William Beutler on Wikipedia

Posts Tagged ‘Sarah Palin’

Michele Bachmann, Sarah Palin and the Boring Truth About Wikipedia Vandalism

Tagged as , , , , , , , , , , , ,
on June 29, 2011 at 10:02 am

The Wikipedian was traveling for most of this past month, and so I’ve missed out on a few interesting Wikipedia-related stories of late. None was more frustrating (and entertaining) than the case of Sarah Palin’s supporters’ edits to and arguments about Paul Revere’s famous ride.

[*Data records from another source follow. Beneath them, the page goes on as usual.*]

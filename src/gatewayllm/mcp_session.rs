//! JSON-RPC 2.0 client toward downstream agents, with session reuse.
//!
//! Every registered agent exposes an MCP surface at `POST {base_url}/mcp`.
//! The manager lazily runs `initialize` once per agent, caches the returned
//! session id, and stamps it onto subsequent requests via the
//! `mcp-session-id` header. Downstream servers are inconsistent about
//! framing: some answer with plain JSON, others with a Server-Sent-Events
//! body carrying a single `event: message` frame. [`parse_rpc_body`] sniffs
//! the content type and accepts both.
//!
//! Transport failures invalidate the cached session and mark the agent
//! unhealthy; recovery is left to the periodic health probes. Each call runs
//! under a timeout whose expiry drops the in-flight request future, which
//! aborts the client-side connection so the remote is not kept waiting.

use std::collections::HashMap;
use std::error::Error;
use std::fmt;
use std::sync::atomic::{AtomicU64, Ordering};
use std::sync::Arc;
use std::time::Duration;

use async_trait::async_trait;
use chrono::{DateTime, Utc};
use serde::{Deserialize, Serialize};
use serde_json::{json, Value};
use tokio::sync::RwLock;
use uuid::Uuid;

use crate::gatewayllm::clients::common::get_shared_http_client;
use crate::gatewayllm::registry::{AgentRecord, AgentRegistry};

/// Protocol version sent in `initialize`.
const MCP_PROTOCOL_VERSION: &str = "2025-06-18";

/// Session id header, both directions.
const SESSION_HEADER: &str = "mcp-session-id";

/// A JSON-RPC 2.0 request.
#[derive(Debug, Clone, Serialize)]
pub struct JsonRpcRequest {
    pub jsonrpc: &'static str,
    pub id: u64,
    pub method: String,
    pub params: Value,
}

impl JsonRpcRequest {
    pub fn new(id: u64, method: impl Into<String>, params: Value) -> Self {
        JsonRpcRequest {
            jsonrpc: "2.0",
            id,
            method: method.into(),
            params,
        }
    }
}

/// A JSON-RPC 2.0 response, success or error.
#[derive(Debug, Clone, Deserialize)]
pub struct JsonRpcResponse {
    #[serde(default)]
    pub jsonrpc: String,
    #[serde(default)]
    pub id: Value,
    #[serde(default)]
    pub result: Option<Value>,
    #[serde(default)]
    pub error: Option<JsonRpcError>,
}

/// The `error` member of a JSON-RPC response.
#[derive(Debug, Clone, Deserialize)]
pub struct JsonRpcError {
    pub code: i64,
    pub message: String,
    #[serde(default)]
    pub data: Option<Value>,
}

/// Downstream transport failures.
#[derive(Debug)]
pub enum TransportError {
    /// Non-2xx HTTP status from the agent.
    Http { status: u16, body: String },
    /// The configured per-call deadline elapsed; the connection was aborted.
    Timeout,
    /// Connection-level failure (refused, reset, DNS).
    Connect(String),
    /// The body could not be parsed as JSON-RPC (either framing).
    Protocol(String),
    /// The agent answered with a JSON-RPC error object.
    Rpc(JsonRpcError),
}

impl fmt::Display for TransportError {
    fn fmt(&self, f: &mut fmt::Formatter<'_>) -> fmt::Result {
        match self {
            TransportError::Http { status, body } => {
                write!(f, "downstream HTTP {}: {}", status, body)
            }
            TransportError::Timeout => write!(f, "downstream request timed out"),
            TransportError::Connect(msg) => write!(f, "downstream unreachable: {}", msg),
            TransportError::Protocol(msg) => write!(f, "malformed downstream response: {}", msg),
            TransportError::Rpc(err) => {
                write!(f, "downstream JSON-RPC error {}: {}", err.code, err.message)
            }
        }
    }
}

impl Error for TransportError {}

/// The seam the coordinator dispatches through, so orchestration tests can
/// substitute a scripted transport.
#[async_trait]
pub trait AgentTransport: Send + Sync {
    /// Read a resource URI from an agent and return the JSON-RPC `result`.
    async fn read_resource(
        &self,
        agent: &AgentRecord,
        uri: &str,
    ) -> Result<Value, TransportError>;
}

struct SessionEntry {
    session_id: String,
    last_used: DateTime<Utc>,
}

/// Per-downstream session cache and request plumbing.
pub struct McpSessionManager {
    registry: Arc<AgentRegistry>,
    sessions: RwLock<HashMap<String, SessionEntry>>,
    timeout: Duration,
    next_id: AtomicU64,
}

impl McpSessionManager {
    pub fn new(registry: Arc<AgentRegistry>, timeout: Duration) -> Self {
        McpSessionManager {
            registry,
            sessions: RwLock::new(HashMap::new()),
            timeout,
            // id 1 is reserved for initialize
            next_id: AtomicU64::new(2),
        }
    }

    /// Ensure a session exists for the agent, running `initialize` if needed,
    /// and return its id.
    pub async fn initialize_session(&self, agent: &AgentRecord) -> Result<String, TransportError> {
        if let Some(entry) = self.sessions.read().await.get(&agent.agent_id) {
            return Ok(entry.session_id.clone());
        }

        let request = JsonRpcRequest::new(
            1,
            "initialize",
            json!({
                "protocolVersion": MCP_PROTOCOL_VERSION,
                "capabilities": {},
                "clientInfo": {
                    "name": "gatewayllm",
                    "version": env!("CARGO_PKG_VERSION"),
                },
            }),
        );

        let (response, header_session) = self.post(agent, &request, None).await?;

        if let Some(err) = response.error {
            return Err(TransportError::Rpc(err));
        }

        let session_id = response
            .result
            .as_ref()
            .and_then(|r| r.get("sessionId"))
            .and_then(|v| v.as_str())
            .map(str::to_string)
            .or(header_session)
            .unwrap_or_else(|| Uuid::new_v4().to_string());

        log::debug!(
            "initialized MCP session {} with agent {}",
            session_id,
            agent.agent_id
        );

        self.sessions.write().await.insert(
            agent.agent_id.clone(),
            SessionEntry {
                session_id: session_id.clone(),
                last_used: Utc::now(),
            },
        );
        Ok(session_id)
    }

    /// Send a request under the agent's session, establishing it first if
    /// needed. Any transport failure invalidates the session and marks the
    /// agent unhealthy before the error is returned.
    pub async fn forward_request(
        &self,
        agent: &AgentRecord,
        request: JsonRpcRequest,
    ) -> Result<JsonRpcResponse, TransportError> {
        let result = async {
            let session_id = self.initialize_session(agent).await?;
            let (response, _) = self.post(agent, &request, Some(&session_id)).await?;
            self.touch(&agent.agent_id).await;
            Ok(response)
        }
        .await;

        if let Err(e) = &result {
            if log::log_enabled!(log::Level::Warn) {
                log::warn!(
                    "transport failure toward agent {}: {} — marking unhealthy",
                    agent.agent_id,
                    e
                );
            }
            self.invalidate(&agent.agent_id).await;
            self.registry.update_health(&agent.agent_id, false);
        }
        result
    }

    /// Allocate a fresh request id.
    pub fn next_request_id(&self) -> u64 {
        self.next_id.fetch_add(1, Ordering::Relaxed)
    }

    /// Drop the cached session for an agent.
    pub async fn invalidate(&self, agent_id: &str) {
        self.sessions.write().await.remove(agent_id);
    }

    /// Drop sessions idle longer than `max_idle`. Returns how many went.
    pub async fn prune_idle(&self, max_idle: Duration) -> usize {
        let cutoff = Utc::now()
            - chrono::Duration::from_std(max_idle).unwrap_or_else(|_| chrono::Duration::zero());
        let mut sessions = self.sessions.write().await;
        let before = sessions.len();
        sessions.retain(|_, entry| entry.last_used >= cutoff);
        before - sessions.len()
    }

    /// Drop every cached session (shutdown path).
    pub async fn clear(&self) {
        self.sessions.write().await.clear();
    }

    async fn touch(&self, agent_id: &str) {
        if let Some(entry) = self.sessions.write().await.get_mut(agent_id) {
            entry.last_used = Utc::now();
        }
    }

    /// POST one JSON-RPC request and parse the response body by content type.
    /// Returns the parsed response plus any `mcp-session-id` response header.
    async fn post(
        &self,
        agent: &AgentRecord,
        request: &JsonRpcRequest,
        session_id: Option<&str>,
    ) -> Result<(JsonRpcResponse, Option<String>), TransportError> {
        let url = format!("{}/mcp", agent.base_url);
        let mut builder = get_shared_http_client()
            .post(&url)
            .header("Content-Type", "application/json")
            .header("Accept", "application/json, text/event-stream")
            .json(request);
        if let Some(id) = session_id {
            builder = builder.header(SESSION_HEADER, id);
        }

        // Timing out drops the send future, which aborts the client side of
        // the connection.
        let response = tokio::time::timeout(self.timeout, builder.send())
            .await
            .map_err(|_| TransportError::Timeout)?
            .map_err(|e| {
                if e.is_timeout() {
                    TransportError::Timeout
                } else {
                    TransportError::Connect(format!("{}: {}", url, e))
                }
            })?;

        let status = response.status();
        let header_session = response
            .headers()
            .get(SESSION_HEADER)
            .and_then(|v| v.to_str().ok())
            .map(str::to_string);
        let content_type = response
            .headers()
            .get("content-type")
            .and_then(|v| v.to_str().ok())
            .unwrap_or("")
            .to_string();

        let body = tokio::time::timeout(self.timeout, response.text())
            .await
            .map_err(|_| TransportError::Timeout)?
            .map_err(|e| TransportError::Connect(format!("{}: reading body: {}", url, e)))?;

        if !status.is_success() {
            return Err(TransportError::Http {
                status: status.as_u16(),
                body,
            });
        }

        let parsed = parse_rpc_body(&content_type, &body)?;
        Ok((parsed, header_session))
    }
}

impl McpSessionManager {
    /// `resources/list` — enumerate the resource URIs an agent exposes.
    pub async fn list_resources(&self, agent: &AgentRecord) -> Result<Value, TransportError> {
        self.call(agent, "resources/list", json!({})).await
    }

    /// `tools/list` — enumerate an agent's advertised tools. The gateway
    /// never invokes tools, but the listing is useful for diagnostics.
    pub async fn list_tools(&self, agent: &AgentRecord) -> Result<Value, TransportError> {
        self.call(agent, "tools/list", json!({})).await
    }

    async fn call(
        &self,
        agent: &AgentRecord,
        method: &str,
        params: Value,
    ) -> Result<Value, TransportError> {
        let request = JsonRpcRequest::new(self.next_request_id(), method, params);
        let response = self.forward_request(agent, request).await?;
        if let Some(err) = response.error {
            return Err(TransportError::Rpc(err));
        }
        Ok(response.result.unwrap_or(Value::Null))
    }
}

#[async_trait]
impl AgentTransport for McpSessionManager {
    async fn read_resource(
        &self,
        agent: &AgentRecord,
        uri: &str,
    ) -> Result<Value, TransportError> {
        self.call(agent, "resources/read", json!({"uri": uri})).await
    }
}

/// Parse a response body as JSON-RPC, accepting plain JSON or SSE framing
/// depending on the `content-type`.
pub fn parse_rpc_body(content_type: &str, body: &str) -> Result<JsonRpcResponse, TransportError> {
    let payload = if content_type
        .to_ascii_lowercase()
        .contains("text/event-stream")
    {
        extract_sse_message(body).ok_or_else(|| {
            TransportError::Protocol("no message frame in event-stream body".to_string())
        })?
    } else {
        body.to_string()
    };

    serde_json::from_str(&payload)
        .map_err(|e| TransportError::Protocol(format!("invalid JSON-RPC body: {}", e)))
}

/// Pull the data payload out of the first `message` frame of an SSE body.
///
/// Frames without an explicit `event:` line default to `message` per the SSE
/// spec; multi-line `data:` is joined with newlines.
fn extract_sse_message(body: &str) -> Option<String> {
    let mut event_name: Option<String> = None;
    let mut data_lines: Vec<String> = Vec::new();

    let flush = |event_name: &Option<String>, data_lines: &[String]| -> Option<String> {
        if data_lines.is_empty() {
            return None;
        }
        match event_name.as_deref() {
            None | Some("message") => Some(data_lines.join("\n")),
            _ => None,
        }
    };

    for raw_line in body.lines() {
        let line = raw_line.trim_end_matches('\r');
        if line.is_empty() {
            if let Some(payload) = flush(&event_name, &data_lines) {
                return Some(payload);
            }
            event_name = None;
            data_lines.clear();
            continue;
        }
        if let Some(rest) = line.strip_prefix("event:") {
            event_name = Some(rest.trim().to_string());
        } else if let Some(rest) = line.strip_prefix("data:") {
            data_lines.push(rest.strip_prefix(' ').unwrap_or(rest).to_string());
        }
        // comment lines (":keepalive") and unknown fields are ignored
    }
    flush(&event_name, &data_lines)
}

In case you missed it (or, as it is so often abbreviated in campaign e-mail blasts, “ICYMI”) Palin stated in early June that Revere had warned the British—not the American revolutionaries—and a few of her supporters attempted to change the Paul Revere article to more closely reflect her version of events.

Yes, I missed that one, but maybe I’m not too late: according to nearly back-to-back posts by left-wing bloggers at ThinkProgress and Raw Story, the same thing is happening to various Wikipedia articles following erroneous statements by newly-declared Republican presidential candidate Michele Bachmann. At issue:

  • During her campaign announcement speech, Bachmann referred to the late film actor John Wayne’s hometown as Waterloo, Iowa, when in fact it was Winterset, Iowa. As an aside, I seriously doubt, as widely asserted, that she was thinking of John Wayne Gacy (who is most closely associated with Chicago) and, for what it’s worth, Bachmann later pointed out that Wayne’s parents met in Waterloo.
  • Later, interviewed by ABC News, Bachmann referred to John Quincy Adams as a “founding father” although the U.S. president was only a child during the American revolution (he was, of course, the son of founding father John Adams). The last I heard, she was sticking to her guns on this one, as little sense as that makes.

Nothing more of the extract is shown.